Work to be completed: Count how many lines below contain the word "impl", then give that number alone.

*** Material for this task ***

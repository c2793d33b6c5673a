//! A decoded SMB2 message: header plus the command body that follows it

use super::header::{MessageKey, Smb2Header};
use super::smb2_constants::Smb2Command;
use crate::error::{NtStatus, Result};
use bytes::Bytes;

#[derive(Debug, Clone, PartialEq, Eq)]
pub struct Message {
    header: Smb2Header,
    body: Bytes,
}

impl Message {
    pub fn new(header: Smb2Header, body: impl Into<Bytes>) -> Self {
        Self {
            header,
            body: body.into(),
        }
    }

    /// Split a frame payload into header and body without copying the body
    pub fn parse(frame: Bytes) -> Result<Self> {
        let header = Smb2Header::parse(&frame)?;
        let body = frame.slice(Smb2Header::SIZE..);
        Ok(Self { header, body })
    }

    pub fn header(&self) -> &Smb2Header {
        &self.header
    }

    pub fn header_mut(&mut self) -> &mut Smb2Header {
        &mut self.header
    }

    /// Body bytes; offsets inside SMB2 bodies count from the header start
    pub fn body(&self) -> &Bytes {
        &self.body
    }

    pub fn command(&self) -> Smb2Command {
        self.header.command
    }

    pub fn status(&self) -> NtStatus {
        self.header.status()
    }

    pub fn key(&self) -> MessageKey {
        self.header.key()
    }

    pub fn to_bytes(&self) -> Result<Vec<u8>> {
        let mut buf = Vec::with_capacity(Smb2Header::SIZE + self.body.len());
        self.header.write_to(&mut buf)?;
        buf.extend_from_slice(&self.body);
        Ok(buf)
    }
}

*** End of Material for this task ***

Response: 2